Goûter l'Europe médiévale à la cuillère
Manger de la mazamorra cordobesa, c'est remonter bien avant le salmorejo, bien avant la tomate, jusqu'à une Cordoue romaine puis maure où ce potage froid nourrissait légionnaires et savants. Cette soupe froide extraordinaire représente une tradition culinaire si ancienne qu'elle précède les plats à base de tomate que la plupart d'entre nous associons à la cuisine espagnole.

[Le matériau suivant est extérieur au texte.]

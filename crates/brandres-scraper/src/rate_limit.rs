//! Retry and per-host spacing for outbound requests.
//!
//! Transient failures (timeouts, connection errors, 429 and 5xx responses)
//! are retried a bounded number of times with a fixed delay. Everything
//! else propagates on the first attempt.

use std::future::Future;
use std::time::Duration;

use governor::{DefaultKeyedRateLimiter, Quota, RateLimiter};

use crate::error::ScraperError;

/// Returns `true` if `err` represents a transient condition that should be
/// retried after a backoff delay.
///
/// Retriable errors:
/// - [`ScraperError::Timeout`] and [`ScraperError::Network`]
/// - [`ScraperError::HttpStatus`] with 429 or any 5xx status
///
/// Everything else, including 404 and decode failures, would return the same
/// result on a second try.
pub(crate) fn is_retriable(err: &ScraperError) -> bool {
    match err {
        ScraperError::Timeout { .. } | ScraperError::Network { .. } => true,
        ScraperError::HttpStatus { status, .. } => *status == 429 || (500..600).contains(status),
        _ => false,
    }
}

/// Executes `operation`, retrying transient errors after a fixed `backoff`.
///
/// With `max_retries = 2` the operation is attempted at most 3 times. The
/// last error is returned once retries are exhausted; non-retriable errors
/// are returned immediately without sleeping.
pub(crate) async fn retry_with_backoff<T, F, Fut>(
    max_retries: u32,
    backoff: Duration,
    mut operation: F,
) -> Result<T, ScraperError>
where
    F: FnMut() -> Fut,
    Fut: Future<Output = Result<T, ScraperError>>,
{
    let mut attempt = 0u32;

    loop {
        match operation().await {
            Ok(value) => return Ok(value),
            Err(err) => {
                if !is_retriable(&err) || attempt >= max_retries {
                    return Err(err);
                }
                tracing::warn!(
                    attempt,
                    max_retries,
                    delay_ms = u64::try_from(backoff.as_millis()).unwrap_or(u64::MAX),
                    error = %err,
                    "transient fetch error, retrying after backoff"
                );
            }
        }

        tokio::time::sleep(backoff).await;
        attempt += 1;
    }
}

/// Enforces a minimum spacing between two requests to the same host.
///
/// Hosts are tracked independently, so a slow origin never delays requests
/// to an unrelated one. A zero spacing disables throttling.
pub struct HostThrottle {
    limiter: Option<DefaultKeyedRateLimiter<String>>,
}

impl HostThrottle {
    #[must_use]
    pub fn new(spacing: Duration) -> Self {
        Self {
            limiter: Quota::with_period(spacing).map(RateLimiter::keyed),
        }
    }

    /// Waits until `host` may receive another request.
    pub async fn wait(&self, host: &str) {
        if let Some(limiter) = &self.limiter {
            limiter.until_key_ready(&host.to_ascii_lowercase()).await;
        }
    }
}

impl std::fmt::Debug for HostThrottle {
    fn fmt(&self, f: &mut std::fmt::Formatter<'_>) -> std::fmt::Result {
        f.debug_struct("HostThrottle")
            .field("enabled", &self.limiter.is_some())
            .finish()
    }
}

#[cfg(test)]
mod tests {
    use super::*;
    use std::sync::atomic::{AtomicU32, Ordering};
    use std::sync::Arc;
    use std::time::Instant;

    fn server_error(status: u16) -> ScraperError {
        ScraperError::HttpStatus {
            status,
            url: "https://acme.example/logo.png".to_owned(),
        }
    }

    #[test]
    fn classifies_transient_statuses() {
        assert!(is_retriable(&server_error(429)));
        assert!(is_retriable(&server_error(503)));
        assert!(!is_retriable(&server_error(404)));
        assert!(!is_retriable(&server_error(403)));
        assert!(is_retriable(&ScraperError::Timeout {
            url: "https://acme.example".to_owned()
        }));
        assert!(!is_retriable(&ScraperError::Decode {
            url: "https://acme.example/logo.png".to_owned(),
            reason: "truncated".to_owned(),
        }));
    }

    #[tokio::test]
    async fn succeeds_immediately_on_first_try() {
        let call_count = Arc::new(AtomicU32::new(0));
        let cc = Arc::clone(&call_count);
        let result = retry_with_backoff(3, Duration::ZERO, || {
            let cc = Arc::clone(&cc);
            async move {
                cc.fetch_add(1, Ordering::SeqCst);
                Ok::<u32, ScraperError>(42)
            }
        })
        .await;
        assert_eq!(result.unwrap(), 42);
        assert_eq!(call_count.load(Ordering::SeqCst), 1);
    }

    #[tokio::test]
    async fn retries_server_errors_then_succeeds() {
        let call_count = Arc::new(AtomicU32::new(0));
        let cc = Arc::clone(&call_count);
        let result = retry_with_backoff(2, Duration::ZERO, || {
            let cc = Arc::clone(&cc);
            async move {
                let n = cc.fetch_add(1, Ordering::SeqCst);
                if n < 2 {
                    Err(server_error(502))
                } else {
                    Ok::<u32, ScraperError>(7)
                }
            }
        })
        .await;
        assert_eq!(result.unwrap(), 7);
        assert_eq!(call_count.load(Ordering::SeqCst), 3);
    }

    #[tokio::test]
    async fn propagates_last_error_after_exhausting_retries() {
        let call_count = Arc::new(AtomicU32::new(0));
        let cc = Arc::clone(&call_count);
        let result = retry_with_backoff(2, Duration::ZERO, || {
            let cc = Arc::clone(&cc);
            async move {
                cc.fetch_add(1, Ordering::SeqCst);
                Err::<u32, ScraperError>(server_error(429))
            }
        })
        .await;
        assert_eq!(call_count.load(Ordering::SeqCst), 3);
        assert!(matches!(
            result,
            Err(ScraperError::HttpStatus { status: 429, .. })
        ));
    }

    #[tokio::test]
    async fn does_not_retry_not_found() {
        let call_count = Arc::new(AtomicU32::new(0));
        let cc = Arc::clone(&call_count);
        let result = retry_with_backoff(3, Duration::ZERO, || {
            let cc = Arc::clone(&cc);
            async move {
                cc.fetch_add(1, Ordering::SeqCst);
                Err::<u32, ScraperError>(server_error(404))
            }
        })
        .await;
        assert_eq!(call_count.load(Ordering::SeqCst), 1);
        assert!(matches!(
            result,
            Err(ScraperError::HttpStatus { status: 404, .. })
        ));
    }

    #[tokio::test]
    async fn throttle_spaces_requests_to_the_same_host() {
        let throttle = HostThrottle::new(Duration::from_millis(120));
        let started = Instant::now();
        throttle.wait("acme.example").await;
        throttle.wait("ACME.example").await;
        assert!(started.elapsed() >= Duration::from_millis(100));
    }

    #[tokio::test]
    async fn throttle_does_not_couple_unrelated_hosts() {
        let throttle = HostThrottle::new(Duration::from_secs(5));
        let started = Instant::now();
        throttle.wait("acme.example").await;
        throttle.wait("other.example").await;
        assert!(started.elapsed() < Duration::from_secs(1));
    }

    #[tokio::test]
    async fn zero_spacing_disables_throttle() {
        let throttle = HostThrottle::new(Duration::ZERO);
        let started = Instant::now();
        for _ in 0..5 {
            throttle.wait("acme.example").await;
        }
        assert!(started.elapsed() < Duration::from_secs(1));
    }
}
//! Discovery, validation and scoring of brand logo assets.

pub mod adapters;
pub mod browser;
pub mod candidates;
pub mod confidence;
pub mod decode;
pub mod error;
pub mod fuzzy;
pub mod geo;
pub mod html;
pub mod http;
pub mod origin;
pub mod quality;
pub(crate) mod rate_limit;
pub mod resolver;
pub mod validate;

#[cfg(test)]
mod test_support;

pub use adapters::{SearchHit, SearchProvider, SourceAdapter};
pub use browser::{HeadlessBrowser, RenderedPage};
pub use decode::{ImageDecoder, StandardDecoder};
pub use error::ScraperError;
pub use http::{HttpFetch, HttpRequest, HttpResponse, ReqwestFetcher};
pub use resolver::{Resolution, ResolutionStats, Resolver, ResolverDeps, ResolverSettings};
pub use validate::Validator;
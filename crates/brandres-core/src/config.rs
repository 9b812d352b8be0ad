use crate::app_config::{AppConfig, Environment};
use crate::ConfigError;

/// Load application configuration from environment variables.
///
/// Calls `dotenvy::dotenv().ok()` to load `.env` files before reading env vars.
///
/// # Errors
///
/// Returns `ConfigError` if values are invalid.
pub fn load_app_config() -> Result<AppConfig, ConfigError> {
    dotenvy::dotenv().ok();
    load_app_config_from_env()
}

/// Load application configuration from environment variables already in the process.
///
/// Unlike [`load_app_config`], this does NOT load `.env` files. Useful for testing
/// or when the caller manages env setup.
///
/// # Errors
///
/// Returns `ConfigError` if values are invalid.
pub fn load_app_config_from_env() -> Result<AppConfig, ConfigError> {
    build_app_config(|key| std::env::var(key))
}

/// Build application configuration using the provided env-var lookup function.
///
/// Decoupled from the process environment so it can be tested with a plain
/// `HashMap` lookup.
fn build_app_config<F>(lookup: F) -> Result<AppConfig, ConfigError>
where
    F: Fn(&str) -> Result<String, std::env::VarError>,
{
    use std::path::PathBuf;

    let or_default = |var: &str, default: &str| -> String {
        lookup(var).unwrap_or_else(|_| default.to_string())
    };

    let optional = |var: &str| -> Option<String> {
        lookup(var)
            .ok()
            .map(|v| v.trim().to_string())
            .filter(|v| !v.is_empty())
    };

    let parse_u32 = |var: &str, default: &str| -> Result<u32, ConfigError> {
        let raw = or_default(var, default);
        raw.parse::<u32>().map_err(|e| ConfigError::InvalidEnvVar {
            var: var.to_string(),
            reason: e.to_string(),
        })
    };

    let parse_u64 = |var: &str, default: &str| -> Result<u64, ConfigError> {
        let raw = or_default(var, default);
        raw.parse::<u64>().map_err(|e| ConfigError::InvalidEnvVar {
            var: var.to_string(),
            reason: e.to_string(),
        })
    };

    let parse_usize = |var: &str, default: &str| -> Result<usize, ConfigError> {
        let raw = or_default(var, default);
        raw.parse::<usize>()
            .map_err(|e| ConfigError::InvalidEnvVar {
                var: var.to_string(),
                reason: e.to_string(),
            })
    };

    let env = parse_environment(&or_default("BRANDRES_ENV", "development"))?;
    let log_level = or_default("BRANDRES_LOG_LEVEL", "info");
    let brands_path = PathBuf::from(or_default("BRANDRES_BRANDS_PATH", "./config/brands.yaml"));
    let state_dir = PathBuf::from(or_default("BRANDRES_STATE_DIR", "./data"));

    let request_timeout_secs = parse_u64("BRANDRES_REQUEST_TIMEOUT_SECS", "12")?;
    if !(1..=120).contains(&request_timeout_secs) {
        return Err(ConfigError::InvalidEnvVar {
            var: "BRANDRES_REQUEST_TIMEOUT_SECS".to_string(),
            reason: format!("{request_timeout_secs} is outside 1..=120"),
        });
    }
    let user_agent = or_default("BRANDRES_USER_AGENT", "brandres/0.1 (brand-asset-resolution)");
    let max_concurrent_brands = parse_usize("BRANDRES_MAX_CONCURRENT_BRANDS", "2")?;
    let validation_workers = parse_usize("BRANDRES_VALIDATION_WORKERS", "4")?;
    let host_spacing_ms = parse_u64("BRANDRES_HOST_SPACING_MS", "750")?;
    let max_retries = parse_u32("BRANDRES_MAX_RETRIES", "2")?;
    let retry_backoff_ms = parse_u64("BRANDRES_RETRY_BACKOFF_MS", "1000")?;

    let logo_api_base_url = or_default("BRANDRES_LOGO_API_BASE_URL", "https://img.logo.dev");
    let logo_api_token = optional("BRANDRES_LOGO_API_TOKEN");
    let logo_search_url = or_default("BRANDRES_LOGO_SEARCH_URL", "https://api.logo.dev/search");
    let logo_search_key = optional("BRANDRES_LOGO_SEARCH_KEY");
    let search_base_url = or_default("BRANDRES_SEARCH_BASE_URL", "https://html.duckduckgo.com/html/");

    Ok(AppConfig {
        env,
        log_level,
        brands_path,
        state_dir,
        request_timeout_secs,
        user_agent,
        max_concurrent_brands,
        validation_workers,
        host_spacing_ms,
        max_retries,
        retry_backoff_ms,
        logo_api_base_url,
        logo_api_token,
        logo_search_url,
        logo_search_key,
        search_base_url,
    })
}

/// Parse a string into an `Environment` variant.
fn parse_environment(s: &str) -> Result<Environment, ConfigError> {
    match s {
        "development" => Ok(Environment::Development),
        "test" => Ok(Environment::Test),
        "production" => Ok(Environment::Production),
        other => Err(ConfigError::InvalidEnvVar {
            var: "BRANDRES_ENV".to_string(),
            reason: format!("unknown environment '{other}'"),
        }),
    }
}

#[cfg(test)]
#[path = "config_test.rs"]
mod tests;
//! Resumable per-brand progress with an improvement-only mapping merge.
//!
//! The whole checkpoint is small (one entry per configured brand), so it is
//! kept in memory and rewritten atomically on every flush.

use std::collections::BTreeMap;
use std::path::{Path, PathBuf};

use brandres_core::{ProgressEntry, ProgressStatus, ResolvedMapping};
use chrono::Utc;
use serde::{Deserialize, Serialize};
use tokio::sync::Mutex;

use crate::{write_atomic, StoreError};

pub const CHECKPOINT_VERSION: u32 = 1;

/// On-disk checkpoint layout.
#[derive(Debug, Clone, PartialEq, Serialize, Deserialize)]
pub struct Checkpoint {
    pub version: u32,
    #[serde(default)]
    pub progress: BTreeMap<String, ProgressEntry>,
    #[serde(default)]
    pub mappings: BTreeMap<String, ResolvedMapping>,
}

impl Default for Checkpoint {
    fn default() -> Self {
        Self {
            version: CHECKPOINT_VERSION,
            progress: BTreeMap::new(),
            mappings: BTreeMap::new(),
        }
    }
}

/// What [`ProgressStore::record_result`] did with the offered mapping.
#[derive(Debug, Clone, PartialEq)]
pub enum RecordOutcome {
    /// First mapping for the brand; stored at revision 1.
    Inserted { confidence: f64 },
    /// Replaced a weaker mapping.
    Improved { previous: f64, confidence: f64, revision: u64 },
    /// The stored mapping was at least as confident and was kept.
    Kept { stored: f64, offered: f64 },
    /// No mapping offered and none stored.
    Failed,
    /// No mapping offered; the stored one stands.
    Retained { stored: f64 },
}

impl RecordOutcome {
    #[must_use]
    pub fn status(&self) -> ProgressStatus {
        match self {
            RecordOutcome::Failed => ProgressStatus::Failed,
            _ => ProgressStatus::Done,
        }
    }
}

pub struct ProgressStore {
    path: PathBuf,
    state: Mutex<Checkpoint>,
}

impl std::fmt::Debug for ProgressStore {
    fn fmt(&self, f: &mut std::fmt::Formatter<'_>) -> std::fmt::Result {
        f.debug_struct("ProgressStore")
            .field("path", &self.path)
            .finish_non_exhaustive()
    }
}

impl ProgressStore {
    /// Opens the checkpoint at `path`, starting empty when the file does not
    /// exist yet.
    ///
    /// # Errors
    ///
    /// Returns [`StoreError::Io`] if the file exists but cannot be read, or
    /// [`StoreError::Corrupt`] if it does not parse or has an unknown version.
    pub async fn open(path: impl Into<PathBuf>) -> Result<Self, StoreError> {
        let path = path.into();
        let checkpoint = match tokio::fs::read(&path).await {
            Ok(bytes) => parse_checkpoint(&path, &bytes)?,
            Err(e) if e.kind() == std::io::ErrorKind::NotFound => {
                tracing::info!(path = %path.display(), "no checkpoint yet, starting fresh");
                Checkpoint::default()
            }
            Err(source) => return Err(StoreError::Io { path, source }),
        };

        tracing::debug!(
            path = %path.display(),
            brands = checkpoint.progress.len(),
            mappings = checkpoint.mappings.len(),
            "checkpoint loaded"
        );
        Ok(Self {
            path,
            state: Mutex::new(checkpoint),
        })
    }

    #[must_use]
    pub fn path(&self) -> &Path {
        &self.path
    }

    pub async fn get(&self, brand_id: &str) -> Option<ProgressEntry> {
        self.state.lock().await.progress.get(brand_id).cloned()
    }

    pub async fn mapping(&self, brand_id: &str) -> Option<ResolvedMapping> {
        self.state.lock().await.mappings.get(brand_id).cloned()
    }

    /// `true` when the brand finished in an earlier attempt and should be
    /// skipped.
    pub async fn is_complete(&self, brand_id: &str) -> bool {
        self.state
            .lock()
            .await
            .progress
            .get(brand_id)
            .is_some_and(|e| e.status == ProgressStatus::Done)
    }

    /// Copy of the whole checkpoint, for reporting and publishing.
    pub async fn snapshot(&self) -> Checkpoint {
        self.state.lock().await.clone()
    }

    /// Marks the brand `InProgress`, creating a `Pending` entry first when
    /// the brand is new. Bumps the attempt counter.
    ///
    /// # Errors
    ///
    /// Returns [`StoreError::InvalidTransition`] when the brand is `Done` or
    /// `Failed`; a failed brand must be reset before it is retried.
    pub async fn begin_attempt(&self, brand_id: &str) -> Result<ProgressEntry, StoreError> {
        let mut state = self.state.lock().await;
        let entry = state
            .progress
            .entry(brand_id.to_string())
            .or_insert_with(|| ProgressEntry::pending(brand_id));
        transition(entry, ProgressStatus::InProgress)?;
        entry.attempt_count += 1;
        entry.last_attempt_at = Some(Utc::now());
        Ok(entry.clone())
    }

    /// Records the outcome of an attempt and flushes the checkpoint.
    ///
    /// A mapping replaces the stored one only when its confidence is
    /// strictly higher; the stored revision is bumped on replacement. With
    /// no mapping the brand is `Failed`, unless an earlier mapping exists,
    /// in which case it stays `Done` with that mapping.
    ///
    /// # Errors
    ///
    /// Returns [`StoreError::UnknownBrand`] if the attempt was never begun,
    /// [`StoreError::InvalidTransition`] if the brand is not `InProgress`, or
    /// an I/O error from the flush.
    pub async fn record_result(
        &self,
        brand_id: &str,
        mapping: Option<ResolvedMapping>,
    ) -> Result<RecordOutcome, StoreError> {
        let mut state = self.state.lock().await;
        let current = state
            .progress
            .get(brand_id)
            .map(|e| e.status)
            .ok_or_else(|| StoreError::UnknownBrand(brand_id.to_string()))?;
        if current != ProgressStatus::InProgress {
            return Err(StoreError::InvalidTransition {
                brand: brand_id.to_string(),
                from: current,
                to: ProgressStatus::Done,
            });
        }

        let outcome = merge_mapping(&mut state.mappings, brand_id, mapping);
        if let Some(entry) = state.progress.get_mut(brand_id) {
            transition(entry, outcome.status())?;
        }

        match &outcome {
            RecordOutcome::Kept { stored, offered } => tracing::info!(
                brand = %brand_id,
                stored,
                offered,
                "existing mapping is at least as confident, keeping it"
            ),
            RecordOutcome::Improved { previous, confidence, revision } => tracing::info!(
                brand = %brand_id,
                previous,
                confidence,
                revision,
                "mapping improved"
            ),
            _ => tracing::debug!(brand = %brand_id, outcome = ?outcome, "result recorded"),
        }

        write_checkpoint(&self.path, &state).await?;
        Ok(outcome)
    }

    /// Moves every `Failed` brand back to `Pending` and flushes. Returns the
    /// number of brands reset.
    ///
    /// # Errors
    ///
    /// Returns a [`StoreError`] if the flush fails.
    pub async fn reset_failed(&self) -> Result<usize, StoreError> {
        let mut state = self.state.lock().await;
        let ids: Vec<String> = state.progress.keys().cloned().collect();
        reset_failed_in(&self.path, &mut state, &ids).await
    }

    /// Like [`reset_failed`](Self::reset_failed), limited to `brand_ids`.
    /// Unknown brands are ignored.
    ///
    /// # Errors
    ///
    /// Returns a [`StoreError`] if the flush fails.
    pub async fn reset_failed_for(&self, brand_ids: &[String]) -> Result<usize, StoreError> {
        let mut state = self.state.lock().await;
        reset_failed_in(&self.path, &mut state, brand_ids).await
    }

    /// Moves the named `Done` brands back to `Pending` so they are resolved
    /// again. Stored mappings are kept and compete with the new result.
    /// Unknown or unfinished brands are ignored. Returns the number reopened.
    ///
    /// # Errors
    ///
    /// Returns a [`StoreError`] if the flush fails.
    pub async fn reopen(&self, brand_ids: &[String]) -> Result<usize, StoreError> {
        let mut state = self.state.lock().await;
        let mut reopened = 0;
        for id in brand_ids {
            if let Some(entry) = state.progress.get_mut(id) {
                if entry.status == ProgressStatus::Done {
                    transition(entry, ProgressStatus::Pending)?;
                    reopened += 1;
                }
            }
        }
        if reopened > 0 {
            write_checkpoint(&self.path, &state).await?;
        }
        Ok(reopened)
    }

    /// Writes the current checkpoint to disk.
    ///
    /// # Errors
    ///
    /// Returns a [`StoreError`] if serialization or the atomic write fails.
    pub async fn flush(&self) -> Result<(), StoreError> {
        let state = self.state.lock().await;
        write_checkpoint(&self.path, &state).await
    }
}

async fn reset_failed_in(
    path: &Path,
    state: &mut Checkpoint,
    brand_ids: &[String],
) -> Result<usize, StoreError> {
    let mut reset = 0;
    for id in brand_ids {
        if let Some(entry) = state.progress.get_mut(id) {
            if entry.status == ProgressStatus::Failed {
                transition(entry, ProgressStatus::Pending)?;
                reset += 1;
            }
        }
    }
    if reset > 0 {
        write_checkpoint(path, state).await?;
    }
    Ok(reset)
}

fn transition(entry: &mut ProgressEntry, next: ProgressStatus) -> Result<(), StoreError> {
    if !entry.status.can_transition_to(next) {
        return Err(StoreError::InvalidTransition {
            brand: entry.brand_id.clone(),
            from: entry.status,
            to: next,
        });
    }
    entry.status = next;
    Ok(())
}

fn merge_mapping(
    mappings: &mut BTreeMap<String, ResolvedMapping>,
    brand_id: &str,
    offered: Option<ResolvedMapping>,
) -> RecordOutcome {
    let stored = mappings.get(brand_id).map(|m| (m.confidence, m.revision));
    let Some(mut mapping) = offered else {
        return stored.map_or(RecordOutcome::Failed, |(stored, _)| RecordOutcome::Retained {
            stored,
        });
    };

    let confidence = mapping.confidence;
    match stored {
        None => {
            mapping.revision = 1;
            mappings.insert(brand_id.to_string(), mapping);
            RecordOutcome::Inserted { confidence }
        }
        Some((previous, revision)) if confidence > previous => {
            mapping.revision = revision + 1;
            mappings.insert(brand_id.to_string(), mapping);
            RecordOutcome::Improved {
                previous,
                confidence,
                revision: revision + 1,
            }
        }
        Some((stored, _)) => RecordOutcome::Kept {
            stored,
            offered: confidence,
        },
    }
}

fn parse_checkpoint(path: &Path, bytes: &[u8]) -> Result<Checkpoint, StoreError> {
    let checkpoint: Checkpoint =
        serde_json::from_slice(bytes).map_err(|e| StoreError::Corrupt {
            path: path.to_path_buf(),
            reason: e.to_string(),
        })?;
    if checkpoint.version != CHECKPOINT_VERSION {
        return Err(StoreError::Corrupt {
            path: path.to_path_buf(),
            reason: format!(
                "unsupported version {} (expected {CHECKPOINT_VERSION})",
                checkpoint.version
            ),
        });
    }
    Ok(checkpoint)
}

async fn write_checkpoint(path: &Path, checkpoint: &Checkpoint) -> Result<(), StoreError> {
    let bytes = serde_json::to_vec_pretty(checkpoint).map_err(|source| StoreError::Serialize {
        context: "checkpoint",
        source,
    })?;
    write_atomic(path, &bytes).await
}

#[cfg(test)]
#[path = "progress_test.rs"]
mod tests;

Alors que le salmorejo a conquis la gloire internationale, son ancêtre — la mazamorra — reste une connaissance plus intime, presque secrète, au sein des cercles gastronomiques de Cordoue. La trouver sur une carte est une petite victoire.
Des légionnaires romains aux scholars maures
Les origines du plat remontent aux légionnaires romains qui écrasaient du pain avec de l'huile et de l'ail pour créer un repas énergisant et portable. Des siècles plus tard, les Maures ont introduit les amandiers sur la péninsule ibérique. Des cuisiniers ingénieux ont alors reconnu le potentiel des amandes moulues pour transformer ce gruau romain en quelque chose de raffiné — une soupe digne des savants et des poètes qui se réunissaient dans les halls et jardins de la ville.
Quand la tomate est arrivée des Amériques au XVIe siècle, la mazamorra ne disparaît pas : elle se transforme, donnant naissance au salmorejo et au gazpacho. Elle reste, elle, le lien avec un monde pre-colombien.
Une complexité subtile dans la blancheur
La soupe est pâle, presque crémeuse malgré l'absence totale de produits laitiers. Les amandes sont réduites en suspension soyeuse dans le liquide. La température froide est essentielle : elle accentue la saveur délicate des amandes et atténue toute lourdeur. Une cuillérée révèle une complexité subtile — l'aspect terreux de l'ail équilibré par la douceur des amandes, la brillance du sel, la richesse de l'huile d'olive.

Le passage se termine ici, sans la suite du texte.